Second, EMRRM might be less effective in smaller health care systems. Because EMRRM relies on encounter IDs and patient IDs to generate random group assignments, health care systems with fewer yearly encounters or fewer patients will have a smaller range of encounter IDs and patient IDs and, therefore, less randomness. Our institution manages over 9 million patients and had over 20 million encounters in 2022—it is unclear if EMRRM can produce valid randomization results in smaller health care systems.
Third, regarding study-specific outcomes, group 0 and group 1 had both quantitatively and statistically similar results within each EMRRM method but were different when comparing the 2 EMRRM methods together. This, however, is not a valid comparison as the repeat patient enrollments in the encounter ID-based EMRRM did not occur in the patient ID-based EMRRM. Encounter ID-based EMRRM was therefore more likely to have the sicker patient bias as, for example, patients with higher HgbA1C were more likely to get a second clinic visit during the study period than those with better-controlled diabetes—this increased the number of higher HgbA1C data points in the encounter ID-based EMRRM but not in the patient ID-based EMRRM.
Finally, it is important to note that EMRRM is not immune to group unmasking once the Hash Function is discovered. This unmasking could lead to bias in the study, as most people can quickly determine whether a number is odd/even, regardless of its size. However, using more sophisticated Hash Functions, such as applying the cryptographic MD5 Hash Function prior to the MOD 2 used in this study, also resulted in good randomization (passed 10 out of 11 NIST tests) and would improve allocation concealment. Therefore, EMRRM should work appropriately as long as the Hash Function passes NIST testing and is disguised from patients and clinicians.
Discussion
5
The design of this trial is unique in that it is both a retrospective cohort study and a retrospective randomized control trial if 1 considers the randomization itself as the intervention and the performance on randomization testing as the outcome. The procedure for this study was first to generate the hypothesis (before gathering the data), then randomize the patients (intervention), and finally analyze the randomization performance (outcome). We hypothesized that because no intervention was performed, the outcomes between groups in each substudy should have been the same when performing A/A testing. If the randomization were biased or inadequate, A/A testing would have shown a false difference between the groups. Although this trial was done retrospectively, it could have easily been done prospectively and yielded the same results.

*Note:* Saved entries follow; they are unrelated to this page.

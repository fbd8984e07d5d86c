use super::classify::RetentionClassifier;
use super::rates::{RateTable, RetentionType};
use rust_decimal::Decimal;
use schemars::JsonSchema;
use serde::{Deserialize, Serialize};
use sha2::{Digest, Sha256};
use std::collections::HashSet;
use std::fs;
use std::path::{Path, PathBuf};

/// Rate configuration shipped with the binary
pub const BUILTIN_CONFIG: &str = include_str!("../../config/rates-co-2024.json");

#[derive(Debug, thiserror::Error)]
pub enum ConfigError {
    #[error("failed to read config {}: {source}", .path.display())]
    Io {
        path: PathBuf,
        source: std::io::Error,
    },
    #[error("invalid config: {0}")]
    Parse(#[from] serde_json::Error),
    #[error("config version must not be empty")]
    EmptyVersion,
    #[error("rate {name} must be between 0 and 1, got {value}")]
    RateOutOfRange { name: String, value: Decimal },
    #[error("mileage rate must not be negative, got {0}")]
    NegativeMileageRate(Decimal),
    #[error("empty subcategory identifier in classification table")]
    EmptySubcategory,
    #[error("duplicate subcategory in classification table: {0}")]
    DuplicateSubcategory(String),
}

/// One row of the subcategory classification table
#[derive(Debug, Clone, PartialEq, Eq, Serialize, Deserialize, JsonSchema)]
#[serde(deny_unknown_fields)]
pub struct ClassificationEntry {
    /// Subcategory identifier as stored on expenses
    pub subcategory: String,
    /// Business expense category the subcategory belongs to
    pub category: String,
    pub retention_type: RetentionType,
}

/// Versioned configuration artifact as stored on disk
#[derive(Debug, Clone, Serialize, Deserialize, JsonSchema)]
#[serde(deny_unknown_fields)]
pub struct ConfigFile {
    /// Identifies the rate set, e.g. "CO-2024"
    pub version: String,
    #[serde(default)]
    pub description: Option<String>,
    pub rates: RateTable,
    pub classification: Vec<ClassificationEntry>,
}

/// Validated, immutable engine configuration.
///
/// Loaded once per process and shared by reference.
#[derive(Debug, Clone)]
pub struct EngineConfig {
    file: ConfigFile,
    classifier: RetentionClassifier,
    fingerprint: String,
}

impl EngineConfig {
    pub fn builtin() -> Result<Self, ConfigError> {
        Self::from_json(BUILTIN_CONFIG)
    }

    pub fn from_path(path: &Path) -> Result<Self, ConfigError> {
        let raw = fs::read_to_string(path).map_err(|source| ConfigError::Io {
            path: path.to_path_buf(),
            source,
        })?;
        Self::from_json(&raw)
    }

    pub fn from_json(raw: &str) -> Result<Self, ConfigError> {
        let file: ConfigFile = serde_json::from_str(raw)?;
        Self::build(file, fingerprint(raw.as_bytes()))
    }

    /// Build a configuration from values, e.g. an alternate rate set in tests
    pub fn from_file(file: ConfigFile) -> Result<Self, ConfigError> {
        let raw = serde_json::to_vec(&file)?;
        Self::build(file, fingerprint(&raw))
    }

    fn build(file: ConfigFile, fingerprint: String) -> Result<Self, ConfigError> {
        validate(&file)?;
        let classifier = RetentionClassifier::new(
            file.classification
                .iter()
                .map(|entry| (entry.subcategory.clone(), entry.retention_type)),
        );
        log::debug!(
            "Loaded config {} with {} classified subcategories",
            file.version,
            classifier.len()
        );
        Ok(EngineConfig {
            file,
            classifier,
            fingerprint,
        })
    }

    pub fn version(&self) -> &str {
        &self.file.version
    }

    pub fn description(&self) -> Option<&str> {
        self.file.description.as_deref()
    }

    pub fn rates(&self) -> &RateTable {
        &self.file.rates
    }

    pub fn classifier(&self) -> &RetentionClassifier {
        &self.classifier
    }

    pub fn classification(&self) -> &[ClassificationEntry] {
        &self.file.classification
    }

    /// SHA-256 of the artifact the configuration was loaded from
    pub fn fingerprint(&self) -> &str {
        &self.fingerprint
    }
}

fn fingerprint(raw: &[u8]) -> String {
    hex::encode(Sha256::digest(raw))
}

fn validate(file: &ConfigFile) -> Result<(), ConfigError> {
    if file.version.trim().is_empty() {
        return Err(ConfigError::EmptyVersion);
    }

    let rates = &file.rates;
    let fractions = [
        ("vat_rate", rates.vat_rate),
        ("rete_iva_fraction", rates.rete_iva_fraction),
        ("rete_ica_rate", rates.rete_ica_rate),
    ]
    .into_iter()
    .map(|(name, value)| (name.to_string(), value))
    .chain(RetentionType::ALL.into_iter().map(|t| {
        (format!("rete_fuente.{}", t.key()), rates.rete_fuente_rate(t))
    }));
    for (name, value) in fractions {
        if value < Decimal::ZERO || value > Decimal::ONE {
            return Err(ConfigError::RateOutOfRange { name, value });
        }
    }
    if rates.mileage_rate < Decimal::ZERO {
        return Err(ConfigError::NegativeMileageRate(rates.mileage_rate));
    }

    let mut seen = HashSet::new();
    for entry in &file.classification {
        if entry.subcategory.trim().is_empty() {
            return Err(ConfigError::EmptySubcategory);
        }
        if !seen.insert(entry.subcategory.as_str()) {
            return Err(ConfigError::DuplicateSubcategory(entry.subcategory.clone()));
        }
    }
    Ok(())
}

#[cfg(test)]
mod tests {
    use super::*;
    use rust_decimal_macros::dec;

    #[test]
    fn builtin_config_loads() {
        let config = EngineConfig::builtin().unwrap();
        assert_eq!(config.version(), "CO-2024");
        assert_eq!(config.rates().vat_rate, dec!(0.19));
        assert_eq!(config.rates().rete_iva_fraction, dec!(0.50));
        assert_eq!(config.rates().rete_ica_rate, dec!(0.005));
        assert_eq!(config.rates().mileage_rate, dec!(0.67));
        assert_eq!(
            config.rates().rete_fuente_rate(RetentionType::ProfessionalFees),
            dec!(0.10)
        );
        assert!(config.classifier().len() >= 35);
    }

    #[test]
    fn builtin_classification_covers_six_categories() {
        let config = EngineConfig::builtin().unwrap();
        let categories: HashSet<_> = config
            .classification()
            .iter()
            .map(|e| e.category.as_str())
            .collect();
        assert_eq!(categories.len(), 6);
        assert_eq!(
            config.classifier().classify("office_rent"),
            RetentionType::Leasing
        );
        assert_eq!(
            config.classifier().classify("vehicle_purchase"),
            RetentionType::Purchases
        );
    }

    #[test]
    fn fingerprint_is_stable_sha256() {
        let a = EngineConfig::builtin().unwrap();
        let b = EngineConfig::from_json(BUILTIN_CONFIG).unwrap();
        assert_eq!(a.fingerprint(), b.fingerprint());
        assert_eq!(a.fingerprint().len(), 64);
    }

    fn file() -> ConfigFile {
        serde_json::from_str(BUILTIN_CONFIG).unwrap()
    }

    #[test]
    fn rejects_empty_version() {
        let mut f = file();
        f.version = " ".to_string();
        assert!(matches!(
            EngineConfig::from_file(f),
            Err(ConfigError::EmptyVersion)
        ));
    }

    #[test]
    fn rejects_rate_above_one() {
        let mut f = file();
        f.rates.vat_rate = dec!(19);
        match EngineConfig::from_file(f) {
            Err(ConfigError::RateOutOfRange { name, value }) => {
                assert_eq!(name, "vat_rate");
                assert_eq!(value, dec!(19));
            }
            other => panic!("unexpected: {:?}", other),
        }
    }

    #[test]
    fn rejects_negative_rete_fuente_rate() {
        let mut f = file();
        f.rates.rete_fuente.leasing = dec!(-0.01);
        match EngineConfig::from_file(f) {
            Err(ConfigError::RateOutOfRange { name, .. }) => {
                assert_eq!(name, "rete_fuente.leasing")
            }
            other => panic!("unexpected: {:?}", other),
        }
    }

    #[test]
    fn mileage_rate_may_exceed_one() {
        let mut f = file();
        f.rates.mileage_rate = dec!(1500);
        assert!(EngineConfig::from_file(f).is_ok());

        let mut f = file();
        f.rates.mileage_rate = dec!(-1);
        assert!(matches!(
            EngineConfig::from_file(f),
            Err(ConfigError::NegativeMileageRate(_))
        ));
    }

    #[test]
    fn rejects_duplicate_subcategory() {
        let mut f = file();
        let dup = f.classification[0].clone();
        f.classification.push(dup);
        assert!(matches!(
            EngineConfig::from_file(f),
            Err(ConfigError::DuplicateSubcategory(_))
        ));
    }

    #[test]
    fn rejects_unknown_fields() {
        let raw = BUILTIN_CONFIG.replacen("\"version\"", "\"year\": 2024, \"version\"", 1);
        assert!(matches!(
            EngineConfig::from_json(&raw),
            Err(ConfigError::Parse(_))
        ));
    }

    #[test]
    fn missing_file_is_io_error() {
        let err = EngineConfig::from_path(Path::new("/nonexistent/rates.json")).unwrap_err();
        assert!(matches!(err, ConfigError::Io { .. }));
        assert!(err.to_string().contains("/nonexistent/rates.json"));
    }
}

Based on NIST and A/A testing, both encounter ID-based and patient ID-based EMRRM methods appear to randomly generate similar study groups that meet cryptographic standards. Because neither encounter ID nor patient ID relies on patient-specific data (ie, name or birthday), they cannot be predicted or biased by patient demographics. Encounter IDs are generated sequentially at the health system level and assigned to all patient encounters, including hospital admissions, office visits, telemedicine, procedure visits, allied health/nurse visits, patient messages, home care, laboratory, radiology, and pharmacy and medication management encounters. Because encounter IDs are assigned at the time of patient contact/scheduling rather than during the actual encounter, patients with later appointments can have much smaller encounter IDs than those evaluated earlier. All of the random factors influencing the timing of a patient initiating an encounter add unpredictability to the encounter ID generation process. At our health system, with new encounter IDs being assigned at a rate of 90 per minute, the scheduling staff answering a phone call after 2 rings instead of one may alter the encounter ID by several digits. It is, therefore, not surprising that encounter ID-based randomization did well on the NIST analysis. Interestingly, similar factors impact patient ID generation, which is why patient ID-based randomization also did well on the NIST evaluation.

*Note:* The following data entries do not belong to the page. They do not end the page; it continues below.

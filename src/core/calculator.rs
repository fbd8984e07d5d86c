use super::classify::RetentionClassifier;
use super::config::EngineConfig;
use super::expense::ExpenseInput;
use super::gross::{bound_gross_value, resolve_gross_value};
use super::rates::{RateTable, RetentionType};
use rust_decimal::Decimal;
use serde::Serialize;

/// Full tax breakdown of one expense
#[derive(Debug, Clone, PartialEq, Eq, Serialize)]
pub struct TaxCalculationResult {
    pub gross_value: Decimal,
    pub retention_type: RetentionType,
    pub rete_fuente_rate: Decimal,
    pub vat: Decimal,
    pub total_with_vat: Decimal,
    pub rete_fuente: Decimal,
    pub rete_iva: Decimal,
    pub rete_ica: Decimal,
    pub total_withholdings: Decimal,
    pub net_payable: Decimal,
    /// Gross value is 100% deductible
    pub deductible_cost: Decimal,
    pub vat_deductible: Decimal,
    pub income_tax_credit: Decimal,
    pub ica_credit: Decimal,
}

/// Computes expense tax breakdowns against an immutable configuration
#[derive(Debug, Clone, Copy)]
pub struct TaxCalculator<'a> {
    rates: &'a RateTable,
    classifier: &'a RetentionClassifier,
}

impl<'a> TaxCalculator<'a> {
    pub fn new(config: &'a EngineConfig) -> Self {
        TaxCalculator {
            rates: config.rates(),
            classifier: config.classifier(),
        }
    }

    pub fn with_parts(rates: &'a RateTable, classifier: &'a RetentionClassifier) -> Self {
        TaxCalculator { rates, classifier }
    }

    /// Breakdown for a gross value.
    ///
    /// Negative values count as zero and values above `MAX_GROSS_VALUE` are
    /// capped there.
    ///
    /// Rete-IVA is only withheld from VAT-registered providers; everything
    /// else depends on the gross value and the subcategory's retention type.
    pub fn calculate(
        &self,
        gross_value: Decimal,
        subcategory_id: &str,
        provider_is_vat_registered: bool,
    ) -> TaxCalculationResult {
        let gross_value = bound_gross_value(gross_value);
        let retention_type = self.classifier.classify(subcategory_id);
        let rete_fuente_rate = self.rates.rete_fuente_rate(retention_type);

        let vat = gross_value * self.rates.vat_rate;
        let total_with_vat = gross_value + vat;
        let rete_fuente = gross_value * rete_fuente_rate;
        let rete_iva = if provider_is_vat_registered {
            vat * self.rates.rete_iva_fraction
        } else {
            Decimal::ZERO
        };
        let rete_ica = gross_value * self.rates.rete_ica_rate;
        let total_withholdings = rete_fuente + rete_iva + rete_ica;
        let net_payable = total_with_vat - total_withholdings;

        TaxCalculationResult {
            gross_value,
            retention_type,
            rete_fuente_rate,
            vat,
            total_with_vat,
            rete_fuente,
            rete_iva,
            rete_ica,
            total_withholdings,
            net_payable,
            deductible_cost: gross_value,
            vat_deductible: vat - rete_iva,
            income_tax_credit: rete_fuente,
            ica_credit: rete_ica,
        }
    }

    /// Resolve the gross value of a parsed expense and compute its breakdown
    pub fn calculate_expense(&self, expense: &ExpenseInput) -> TaxCalculationResult {
        let gross_value = resolve_gross_value(
            &expense.category,
            expense.amount,
            expense.miles,
            self.rates,
        );
        log::debug!(
            "Expense {} ({}/{}): gross {}",
            expense.id.as_deref().unwrap_or("-"),
            expense.category,
            expense.subcategory,
            gross_value
        );
        self.calculate(
            gross_value,
            &expense.subcategory,
            expense.provider_vat_registered,
        )
    }
}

Aside from the ease of use, EMRRM has built-in quality assurance and integrity checks for clinical research projects: knowing the token (ie, encounter ID or patient ID) and the Hash Function allows anyone to recalculate the research group assignment retrospectively. This allows for a much easier intention-to-treat and per-protocol analysis, as both correct group assignments and received interventions can easily be compared. This same property also reduces the chance of group assignment falsification or manipulation. Because encounter ID and patient ID are unalterable and automatically stored within the EMR, it reduces the technological overhead and need for external data storage and privacy or security protection. Additionally, EMRs with clinical decision support infrastructure can use the ID variables to automatically initiate experimental actions, such as automatically documenting emergency department medications for improved medical coding.14
Unlike traditional clinical trials that study medical interventions in carefully controlled settings and study populations, pragmatic trials excel at answering more practical questions. In order for pragmatic trials to yield unbiased results, they need a convenient and valid way to perform randomization. Although many institutions have been using encounter and patient-based information for research management purposes, there are no written guidelines or recommendations on their use for randomization.6 This study adds value by validating the use of encounter ID and patient ID-based EMRRMs for use in pragmatic studies.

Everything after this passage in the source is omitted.